Unable to run mysql pod in kubernetes with external volume

10/1/2016

I have google cloud container engine setup. I wanted to spin pod of mysql with external volume.

ReplicationController:

apiVersion: v1
kind: ReplicationController
metadata:
  labels:
    name: mysql
  name: mysql-controller
spec:
  replicas: 1
  template:
    metadata:
      labels:
        name: mysql
    spec:
      containers:
        - image: mysql
          name: mysql
          ports:
          - name: mysql
            containerPort: 3306
            hostPort: 3306
          volumeMounts:
            - name: mysql-persistent-storage
              mountPath: /var/lib/mysql
      volumes:
        - name: mysql-persistent-storage
          gcePersistentDisk:
            pdName: mysql-1-disk
            fsType: ext4

When i run RC without external volume, MySQL works fine. It breaks with below error when i try to attach volume

Kubernetes POD Error:

Warning FailedSyncError syncing pod, skipping: failed to "StartContainer" for "mysql" with CrashLoopBackOff: "Back-off 20s restarting failed container=mysql pod=mysql-controller-4hhqs_default(eb34ff46-8784-11e6-8f12-42010af00162)"

Disk (External Volume): mysql-1-disk is the google cloud disk. I tried creating disk with both blank disk and image - ubuntu. Both failed with same error.

-- sravis
google-kubernetes-engine
kubernetes
kubernetes-pod
mysql

2 Answers

10/1/2016

The error messages on mounting persistent disks are really not descriptive from my perspective. Use a blank disk based on your configuration file.

Some things to check:

  • Is the pdName exactly the same as in your CGE environment
  • Is the disk in the same availability zone (eg. europe-west1-c) as your cluster, otherwise it can't mount.

Hope this helps.

-- Tim
Source: StackOverflow

10/4/2016

The problem that you face may be caused by using RC, not Pod to interact with the Persistent Disk.

As it's mentioned in documentation:

A feature of PD is that they can be mounted as read-only by multiple consumers simultaneously.

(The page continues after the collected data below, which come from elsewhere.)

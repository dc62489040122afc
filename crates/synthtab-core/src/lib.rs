//! Core contracts for synthtab.
//!
//! This crate defines the column data model shared by the generation engine
//! and the CLI: column types, generated and uploaded columns, headers,
//! categories and the helpers that turn a column list into tabular rows.

pub mod category;
pub mod column;
pub mod error;
pub mod table;

pub use category::Category;
pub use column::{Column, ColumnType, ColumnValue, GeneratedColumn, Header, UnknownColumn};
pub use error::{Error, Result};
pub use table::{from_table, longest_column_len, to_csv_records, to_rows};

/// Date format used for every date-of-birth value.
pub const DOB_FORMAT: &str = "%Y-%m-%d";
use fake::Fake;
use fake::faker::address::raw::{BuildingNumber, CityName, PostCode, StreetName};
use fake::faker::internet::raw::FreeEmailProvider;
use fake::faker::name::raw::{FirstName, LastName};
use fake::locales::{EN, PT_BR};
use rand::RngCore;

use crate::faker_rs::locales::LocaleKey;

/// Thin locale dispatch over the `fake` fakers used by semantic columns.
pub struct FakeRsAdapter;

impl FakeRsAdapter {
    pub fn first_name(locale: LocaleKey, rng: &mut dyn RngCore) -> String {
        match locale {
            LocaleKey::EnUs => FirstName(EN).fake_with_rng(rng),
            LocaleKey::PtBr => FirstName(PT_BR).fake_with_rng(rng),
        }
    }

    pub fn last_name(locale: LocaleKey, rng: &mut dyn RngCore) -> String {
        match locale {
            LocaleKey::EnUs => LastName(EN).fake_with_rng(rng),
            LocaleKey::PtBr => LastName(PT_BR).fake_with_rng(rng),
        }
    }

    /// Domain part of a fake email address, e.g. `gmail.com`.
    pub fn email_domain(locale: LocaleKey, rng: &mut dyn RngCore) -> String {
        match locale {
            LocaleKey::EnUs => FreeEmailProvider(EN).fake_with_rng(rng),
            LocaleKey::PtBr => FreeEmailProvider(PT_BR).fake_with_rng(rng),
        }
    }

    pub fn street_address(locale: LocaleKey, rng: &mut dyn RngCore) -> String {
        let (number, street): (String, String) = match locale {
            LocaleKey::EnUs => (
                BuildingNumber(EN).fake_with_rng(rng),
                StreetName(EN).fake_with_rng(rng),
            ),
            LocaleKey::PtBr => (
                BuildingNumber(PT_BR).fake_with_rng(rng),
                StreetName(PT_BR).fake_with_rng(rng),
            ),
        };
        format!("{number} {street}")
    }

    pub fn city(locale: LocaleKey, rng: &mut dyn RngCore) -> String {
        match locale {
            LocaleKey::EnUs => CityName(EN).fake_with_rng(rng),
            LocaleKey::PtBr => CityName(PT_BR).fake_with_rng(rng),
        }
    }

    pub fn post_code(locale: LocaleKey, rng: &mut dyn RngCore) -> String {
        match locale {
            LocaleKey::EnUs => PostCode(EN).fake_with_rng(rng),
            LocaleKey::PtBr => PostCode(PT_BR).fake_with_rng(rng),
        }
    }
}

This means that you can pre-populate a PD with your dataset and then serve it in parallel from as many pods as you need. Unfortunately, PDs can only be mounted by a single consumer in read-write mode - no simultaneous writers allowed. Using a PD on a pod controlled by a ReplicationController will fail unless the PD is read-only or the replica count is 0 or 1.

In this case, I may suggest you to run MySQL with Persistent Disks defining the disk connection in Pod configuration file. Sample configuration you may find here.